Advancing Meteorological Forecasting: AI-based Approach to Synoptic Weather Map Analysis

As global warming increases the complexity of weather patterns; the precision of weather forecasting becomes increasingly important. Our study proposes a novel preprocessing method and convolutional autoencoder model developed to improve the interpretation of synoptic weather maps. These are critical for meteorologists seeking a thorough understanding of weather conditions. This model could recognize historical synoptic weather maps that nearly match current atmospheric conditions, marking a significant step forward in modern technology in meteorological forecasting.

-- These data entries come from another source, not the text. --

//! # Unit Reference Tables
//!
//! Standard-unit token lists per [`Dimension`] and the ordered list of
//! non-standard unit patterns.
//!
//! ## Matching Rules
//!
//! - **Standard units** are a case-insensitive *substring* test. `"g"` is a
//!   weight token, so any text containing the letter g passes the weight
//!   exemption.
//! - **Non-standard patterns** are case-insensitive whole-word alternations.
//!   They are scanned in list order and the first match wins. A field that
//!   mentions several non-standard units (`"5 lbs 3 oz"`) still yields one
//!   match: the earliest-listed pattern.

use std::collections::BTreeMap;

use lmc_core::{ConfigError, Dimension};
use regex::{Regex, RegexBuilder};
use serde::ser::SerializeStruct;
use serde::Serialize;

/// Metric weight tokens.
pub const WEIGHT_UNITS: &[&str] = &[
    "kg", "kilogram", "kilograms", "g", "gram", "grams", "mg", "milligram", "milligrams",
];

/// Metric length tokens.
pub const LENGTH_UNITS: &[&str] = &[
    "m",
    "meter",
    "metre",
    "meters",
    "metres",
    "cm",
    "centimeter",
    "centimetre",
    "centimeters",
    "centimetres",
    "mm",
    "millimeter",
    "millimetre",
    "millimeters",
    "millimetres",
];

/// Metric volume tokens.
pub const VOLUME_UNITS: &[&str] = &[
    "l",
    "liter",
    "litre",
    "liters",
    "litres",
    "ml",
    "milliliter",
    "millilitre",
    "milliliters",
    "millilitres",
    "cc",
    "cubic centimeter",
    "cubic centimetre",
];

/// Metric area tokens.
pub const AREA_UNITS: &[&str] = &[
    "sq m",
    "square meter",
    "square metre",
    "sq cm",
    "square centimeter",
    "square centimetre",
    "sq mm",
    "square millimeter",
    "square millimetre",
];

/// SI temperature tokens.
pub const TEMPERATURE_UNITS: &[&str] = &["°c", "celsius", "k", "kelvin"];

/// Built-in non-standard patterns as `(name, tokens)`, in scan order.
pub const BUILTIN_PATTERNS: &[(&str, &[&str])] = &[
    (
        "imperial_weight",
        &["lb", "lbs", "pound", "pounds", "ounce", "ounces", "oz"],
    ),
    (
        "imperial_mass",
        &["stone", "stones", "ton", "tons", "tonne", "tonnes"],
    ),
    (
        "imperial_length",
        &[
            "ft", "foot", "feet", "inch", "inches", "in", "yard", "yards", "yd", "mile", "miles",
        ],
    ),
    (
        "imperial_volume",
        &[
            "gallon",
            "gallons",
            "gal",
            "quart",
            "quarts",
            "qt",
            "pint",
            "pints",
            "pt",
            "fl oz",
            "fluid ounce",
            "fluid ounces",
        ],
    ),
    (
        "traditional_indian",
        &[
            "ser", "seer", "maund", "tola", "ratti", "chatak", "pau", "adhak", "kos",
        ],
    ),
    (
        "informal_kitchen",
        &[
            "cup",
            "cups",
            "spoon",
            "spoons",
            "tablespoon",
            "tablespoons",
            "teaspoon",
            "teaspoons",
            "tbsp",
            "tsp",
        ],
    ),
    (
        "informal_count",
        &[
            "piece", "pieces", "pcs", "nos", "number", "numbers", "dozen", "gross",
        ],
    ),
];

/// Built-in standard-unit tokens for `dimension`.
pub fn builtin_standard_units(dimension: Dimension) -> &'static [&'static str] {
    match dimension {
        Dimension::Weight => WEIGHT_UNITS,
        Dimension::Length => LENGTH_UNITS,
        Dimension::Volume => VOLUME_UNITS,
        Dimension::Area => AREA_UNITS,
        Dimension::Temperature => TEMPERATURE_UNITS,
    }
}

// ---------------------------------------------------------------------------
// NonStandardPattern
// ---------------------------------------------------------------------------

/// One named, compiled, case-insensitive non-standard unit pattern.
#[derive(Debug, Clone)]
pub struct NonStandardPattern {
    name: String,
    regex: Regex,
}

impl NonStandardPattern {
    /// Compile a whole-word alternation over `tokens`.
    ///
    /// Tokens are matched literally; regex metacharacters are escaped.
    pub fn from_tokens<S: AsRef<str>>(name: &str, tokens: &[S]) -> Result<Self, ConfigError> {
        if tokens.is_empty() {
            return Err(ConfigError::InvalidPattern {
                name: name.to_string(),
                reason: "token list is empty".into(),
            });
        }
        let alternation = tokens
            .iter()
            .map(|t| regex::escape(t.as_ref()))
            .collect::<Vec<_>>()
            .join("|");
        Self::from_regex(name, &format!(r"\b(?:{alternation})\b"))
    }

    /// Compile a raw regular expression. Matching is case-insensitive.
    pub fn from_regex(name: &str, pattern: &str) -> Result<Self, ConfigError> {
        let regex = RegexBuilder::new(pattern)
            .case_insensitive(true)
            .build()
            .map_err(|e| ConfigError::InvalidPattern {
                name: name.to_string(),
                reason: e.to_string(),
            })?;
        Ok(Self {
            name: name.to_string(),
            regex,
        })
    }

    /// Pattern name.
    pub fn name(&self) -> &str {
        &self.name
    }

    /// Source of the compiled expression.
    pub fn as_str(&self) -> &str {
        self.regex.as_str()
    }

    /// True when the pattern occurs anywhere in `text`.
    pub fn is_match(&self, text: &str) -> bool {
        self.regex.is_match(text)
    }
}

impl Serialize for NonStandardPattern {
    fn serialize<S: serde::Serializer>(&self, serializer: S) -> Result<S::Ok, S::Error> {
        let mut state = serializer.serialize_struct("NonStandardPattern", 2)?;
        state.serialize_field("name", &self.name)?;
        state.serialize_field("pattern", self.regex.as_str())?;
        state.end()
    }
}

// ---------------------------------------------------------------------------
// UnitTables
// ---------------------------------------------------------------------------

/// Immutable unit reference tables.
///
/// Built once at startup and shared by reference; safe for concurrent reads.
#[derive(Debug, Clone, Serialize)]
pub struct UnitTables {
    standard_units: BTreeMap<Dimension, Vec<String>>,
    non_standard_patterns: Vec<NonStandardPattern>,
}

impl UnitTables {
    /// Tables with every built-in token list and pattern.
    pub fn builtin() -> Result<Self, ConfigError> {
        Self::new(builtin_standard_tables(), builtin_patterns()?)
    }

    /// Validate and assemble tables.
    ///
    /// Tokens are lowercased. An empty token or an empty pattern list is a
    /// [`ConfigError`].
    pub fn new(
        standard_units: BTreeMap<Dimension, Vec<String>>,
        non_standard_patterns: Vec<NonStandardPattern>,
    ) -> Result<Self, ConfigError> {
        if non_standard_patterns.is_empty() {
            return Err(ConfigError::NoPatterns);
        }
        let mut normalized = BTreeMap::new();
        for (dimension, tokens) in standard_units {
            let mut lowered = Vec::with_capacity(tokens.len());
            for token in tokens {
                let token = token.trim().to_lowercase();
                if token.is_empty() {
                    return Err(ConfigError::EmptyToken {
                        dimension: dimension.to_string(),
                    });
                }
                lowered.push(token);
            }
            normalized.insert(dimension, lowered);
        }
        Ok(Self {
            standard_units: normalized,
            non_standard_patterns,
        })
    }

    /// True when `text` contains any standard token for `dimension`.
    ///
    /// A dimension without a table yields `false`.
    pub fn has_standard_unit(&self, text: &str, dimension: Dimension) -> bool {
        let Some(tokens) = self.standard_units.get(&dimension) else {
            return false;
        };
        let lowered = text.to_lowercase();
        tokens.iter().any(|token| lowered.contains(token.as_str()))
    }

    /// [`UnitTables::has_standard_unit`] keyed by dimension name.
    ///
    /// Unknown dimension names yield `false`.
    pub fn has_standard_unit_named(&self, text: &str, dimension: &str) -> bool {
        dimension
            .parse::<Dimension>()
            .map(|d| self.has_standard_unit(text, d))
            .unwrap_or(false)
    }

    /// Index of the first non-standard pattern that matches `text`.
    pub fn first_non_standard_match(&self, text: &str) -> Option<usize> {
        self.non_standard_patterns
            .iter()
            .position(|pattern| pattern.is_match(text))
    }

    /// Pattern at `index`.
    pub fn pattern(&self, index: usize) -> Option<&NonStandardPattern> {
        self.non_standard_patterns.get(index)
    }

    /// All non-standard patterns, in scan order.
    pub fn patterns(&self) -> &[NonStandardPattern] {
        &self.non_standard_patterns
    }

    /// Standard tokens for `dimension` (empty when the table is missing).
    pub fn standard_tokens(&self, dimension: Dimension) -> &[String] {
        self.standard_units
            .get(&dimension)
            .map(Vec::as_slice)
            .unwrap_or(&[])
    }
}

/// Owned copy of every built-in standard-unit table.
pub fn builtin_standard_tables() -> BTreeMap<Dimension, Vec<String>> {
    Dimension::all()
        .iter()
        .map(|&d| {
            let tokens = builtin_standard_units(d)
                .iter()
                .map(|t| t.to_string())
                .collect();
            (d, tokens)
        })
        .collect()
}

/// Compile [`BUILTIN_PATTERNS`].
pub fn builtin_patterns() -> Result<Vec<NonStandardPattern>, ConfigError> {
    BUILTIN_PATTERNS
        .iter()
        .map(|(name, tokens)| NonStandardPattern::from_tokens(name, tokens))
        .collect()
}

This comprises unsupervised learning models like VQ-VQE, as well as supervised learning models like VGG16, VGG19, Xception, InceptionV3, and ResNet50 trained on the ImageNet dataset, as well as research into newer models like EfficientNet and ConvNeXt. Our findings proved that, while these models perform well in various settings, their ability to identify comparable synoptic weather maps has certain limits. Our research, motivated by the primary goal of significantly increasing meteorologists' efficiency in labor-intensive tasks, discovered that cosine similarity is the most effective metric, as determined by a combination of quantitative and qualitative assessments to accurately identify relevant historical weather patterns. This study broadens our understanding by shifting the emphasis from numerical precision to practical application, ensuring that our model is effective in theory practical, and accessible in the complex and dynamic field of meteorology.